Embodiment 22 is the self-venting nozzle of any one of the preceding embodiments, wherein the one or more vent passageways have a vent length of from 0.0254 mm to 25.4 cm.

Embodiment 23 is a nozzle system comprising the self-venting nozzle of any one of the preceding embodiments and a dispenser.

Embodiment 24 is the nozzle system of embodiment 23, wherein the dispenser comprises an outlet port adapted to connect to the mating portion of the self-venting nozzle.

Embodiment 25 is the nozzle system of anyone of embodiments 23-24, wherein the dispenser is arranged upstream of the self-venting nozzle.

Embodiment 26 is the nozzle system of anyone of embodiments 23-25, wherein the dispenser comprises a mixing tip.

Embodiment 27 is the nozzle system of embodiment 26, wherein the mixing tip is a dynamic mixing tip.

Embodiment 28 is the nozzle system of embodiment 26, wherein the mixing tip is a static mixing tip.

Embodiment 29 is a method of dispensing a fluid having a gas entrained therein, comprising:

providing a self-venting nozzle according to any one of embodiments 1 -20; and dispensing the fluid through the self-venting nozzle;

wherein as fluid is dispensed through the self- venting nozzle, the entrained gas escapes to the atmosphere through vent passageways in the self-venting nozzle.

Embodiment 30 is the method of embodiment 29, wherein the fluid enters the vent passageways but does not escape to the atmosphere through the vent passageways.

Embodiment 31 is the method of embodiment 29, further comprising mixing two or more components upstream of the self-venting nozzle to form the fluid.

Embodiment 32 is the method of any one of embodiments 29 or 30, wherein the fluid viscosity is no greater than 500,000 mPa.s.

The complete disclosure of the patents, patent documents, and publications cited in the Background, the Detailed Description of Exemplary Embodiments, and elsewhere herein are incorporated by reference in their entirety as if each were individually incorporated

Illustrative embodiments of the self-venting nozzles, nozzle systems, assemblies, and methods are discussed and reference has been made to some possible variations.

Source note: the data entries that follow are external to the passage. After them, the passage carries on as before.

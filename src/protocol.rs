//! OpenBCI V3 serial wire protocol.
//!
//! A packet on the wire is 33 bytes:
//!
//! ```text
//! 0xA0 | id | 8 x 24-bit channel (big-endian) | 3 x 16-bit aux (big-endian) | 0xC0
//! ```
//!
//! Host-to-device control is a single ASCII byte per command.

use crate::errors::{DriverError, Result};

// ============================================================================
// Framing
// ============================================================================

pub const START_BYTE: u8 = 0xA0;
pub const END_BYTE: u8 = 0xC0;

/// EEG channels carried by one packet (one board).
pub const CHANNELS_PER_PACKET: usize = 8;
/// Accelerometer channels carried by one packet.
pub const AUX_PER_PACKET: usize = 3;

pub const BYTES_PER_CHANNEL: usize = 3;
pub const BYTES_PER_AUX: usize = 2;

/// Samples per second on the raw link.
pub const SAMPLE_RATE_HZ: f64 = 250.0;

// ============================================================================
// Identification banner
// ============================================================================

/// Marker the firmware prints after its boot banner.
pub const BANNER_TERMINATOR: &[u8] = b"$$$";
/// Substring identifying an OpenBCI board in the banner.
pub const DEVICE_ID_MARKER: &str = "OpenBCI";
/// Substring (case-insensitive) announcing an attached daisy module.
pub const DAISY_MARKER: &str = "daisy";

// ============================================================================
// Scaling
// ============================================================================

/// ADS1299 reference voltage in volts.
pub const ADS1299_VREF: f64 = 4.5;
/// ADS1299 programmable gain set by the firmware at boot.
pub const ADS1299_GAIN: f64 = 24.0;

/// Microvolts per ADC count.
pub const SCALE_UV_PER_COUNT: f64 = ADS1299_VREF / ADS1299_GAIN / 8_388_608.0 * 1_000_000.0;

/// g per accelerometer count (LIS3DH at +/-4g, 12-bit left-justified).
pub const SCALE_G_PER_COUNT: f64 = 0.002 / 16.0;

// ============================================================================
// Control bytes
// ============================================================================

pub const CMD_START_STREAM: u8 = b'b';
pub const CMD_STOP_STREAM: u8 = b's';
pub const CMD_SOFT_RESET: u8 = b'?';
pub const CMD_FILTERS_ON: u8 = b'f';
pub const CMD_FILTERS_OFF: u8 = b'g';

/// Channel 1..=16 deactivation bytes, indexed by `channel - 1`.
const CHANNEL_OFF: &[u8; 16] = b"12345678qwertyui";
/// Channel 1..=16 activation bytes, indexed by `channel - 1`.
const CHANNEL_ON: &[u8; 16] = b"!@#$%^&*QWERTYUI";

/// Internal test signals the ADS1299 can route to every input.
#[derive(Debug, Clone, Copy, PartialEq, Eq)]
pub enum TestSignal {
    /// Inputs shorted to ground.
    Ground,
    /// Inputs tied to Vcc.
    Vcc,
    /// 1x amplitude square wave, slow.
    Pulse1xSlow,
    /// 1x amplitude square wave, fast.
    Pulse1xFast,
    /// 2x amplitude square wave, slow.
    Pulse2xSlow,
    /// 2x amplitude square wave, fast.
    Pulse2xFast,
}

impl TestSignal {
    pub fn command(self) -> u8 {
        match self {
            TestSignal::Ground => b'0',
            TestSignal::Vcc => b'p',
            TestSignal::Pulse1xSlow => b'-',
            TestSignal::Pulse1xFast => b'=',
            TestSignal::Pulse2xSlow => b'[',
            TestSignal::Pulse2xFast => b']',
        }
    }

    /// Map the numeric selector used by the OpenBCI tooling (0-5).
    pub fn from_index(index: u8) -> Result<Self> {
        match index {
            0 => Ok(TestSignal::Ground),
            1 => Ok(TestSignal::Vcc),
            2 => Ok(TestSignal::Pulse1xSlow),
            3 => Ok(TestSignal::Pulse1xFast),
            4 => Ok(TestSignal::Pulse2xSlow),
            5 => Ok(TestSignal::Pulse2xFast),
            _ => Err(DriverError::InvalidArgument(format!(
                "unknown test signal {index} (expected 0-5)"
            ))),
        }
    }
}

/// Control byte that switches `channel` (1-based) on or off.
///
/// `channel_count` is 8 for a single board, 16 with a daisy module.
pub fn channel_command(channel: u8, on: bool, channel_count: usize) -> Result<u8> {
    let idx = usize::from(channel);
    if idx == 0 || idx > channel_count.min(CHANNEL_ON.len()) {
        return Err(DriverError::InvalidArgument(format!(
            "channel {channel} out of range 1..={channel_count}"
        )));
    }
    let table = if on { CHANNEL_ON } else { CHANNEL_OFF };
    Ok(table[idx - 1])
}

// ============================================================================
// Field decoding
// ============================================================================

/// Interpret 3 big-endian bytes as a sign-extended 24-bit integer.
#[inline]
pub fn interpret_24bit_as_i32(bytes: [u8; 3]) -> i32 {
    let prefix = if bytes[0] & 0x80 != 0 { 0xFF } else { 0x00 };
    i32::from_be_bytes([prefix, bytes[0], bytes[1], bytes[2]])
}

/// Interpret 2 big-endian bytes as a signed 16-bit integer.
#[inline]
pub fn interpret_16bit_as_i16(bytes: [u8; 2]) -> i16 {
    i16::from_be_bytes(bytes)
}

#[cfg(test)]
mod tests {
    use super::*;

    #[test]
    fn test_24bit_sign_extension() {
        assert_eq!(interpret_24bit_as_i32([0x00, 0x00, 0x00]), 0);
        assert_eq!(interpret_24bit_as_i32([0x7F, 0xFF, 0xFF]), 8_388_607);
        assert_eq!(interpret_24bit_as_i32([0xFF, 0xFF, 0xFF]), -1);
        assert_eq!(interpret_24bit_as_i32([0x80, 0x00, 0x00]), -8_388_608);
        assert_eq!(interpret_24bit_as_i32([0x00, 0x01, 0x02]), 0x0102);
    }

    #[test]
    fn test_16bit_aux() {
        assert_eq!(interpret_16bit_as_i16([0x00, 0x10]), 16);
        assert_eq!(interpret_16bit_as_i16([0xFF, 0xF0]), -16);
    }

    #[test]
    fn test_scale_factor_value() {
        // 4.5 V / 24 / 2^23 in microvolts
        assert!((SCALE_UV_PER_COUNT - 0.022_351_741_790_771_484).abs() < 1e-12);
        assert!((SCALE_G_PER_COUNT - 0.000_125).abs() < 1e-12);
    }

    #[test]
    fn test_channel_commands() {
        assert_eq!(channel_command(1, false, 8).unwrap(), b'1');
        assert_eq!(channel_command(8, true, 8).unwrap(), b'*');
        assert_eq!(channel_command(9, false, 16).unwrap(), b'q');
        assert_eq!(channel_command(16, true, 16).unwrap(), b'I');
        assert!(channel_command(0, true, 8).is_err());
        assert!(channel_command(9, true, 8).is_err());
        assert!(channel_command(17, true, 16).is_err());
    }

    #[test]
    fn test_signal_selector() {
        assert_eq!(TestSignal::from_index(0).unwrap().command(), b'0');
        assert_eq!(TestSignal::from_index(3).unwrap(), TestSignal::Pulse1xFast);
        assert!(TestSignal::from_index(6).is_err());
    }
}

These and other variations and modifications in the invention will be apparent to those skilled in the art without departing from the scope of the invention, and it should be understood that this invention is not limited to the illustrative embodiments set forth herein. Accordingly, the invention is to be limited only by the claims provided below and equivalents thereof.

Examples

Unless stated otherwise, the following components and materials, described according to their respective trade designations and part numbers, were obtained from 3M Company, St. Paul, Minnesota.

A two-part filler material, trade designation "CONTROLLED FLOW SEAM SEALER, PART No. 08329" was transferred into the 1 : 1 volumetric ratio cartridge of a model "DYNAMIC MIXING APPLICATOR, PART No. 05846". A "DYNAMIC MIXING NOZZLE, PART No. 55847", was attached to the cartridge and a 4 inch (10.16 cm) long polypropylene injection molded "DYNAMIC MIXING NOZZLE EXTENSION, PART No. 58207", was press fitted onto the mixing nozzle. The cartridge and nozzle assembly was then attached to the dynamic mixing

applicator and the seam sealer extruded from the cartridge by means of the applicator. However, as the seam sealer was extruded, a large air bubble became trapped within the nozzle extension. Unable to vent through the extension outlet, the entrapped air was continuously expelled in a series of smaller bubbles embedded in the surface of the extruded seam sealer.

An exemplary self-venting nozzle extension was fabricated during the injection molding process, comprising of nine equally spaced grooves along the inner wall of the extension, parallel to the flow axis and adjacent to the inlet section, as shown in Fig. IB. The dimensions of these grooves were approximately 0.30 inches long, by 0.030 inches wide and 0.015 inches deep (7.62 mm by 0.76 mm by 0.38 mm). The extension was press fitted onto the dynamic mixing nozzle of the cartridge and the seam sealer extruded. The large air bubble that formed in the nozzle extension traveled in the opposite direction to the extruded sealer and was ultimately expelled from the self-venting nozzle extension, between the extension inlet and the dynamic mixing nozzle, via the grooves. The extruded seam sealer remained free of air bubbles.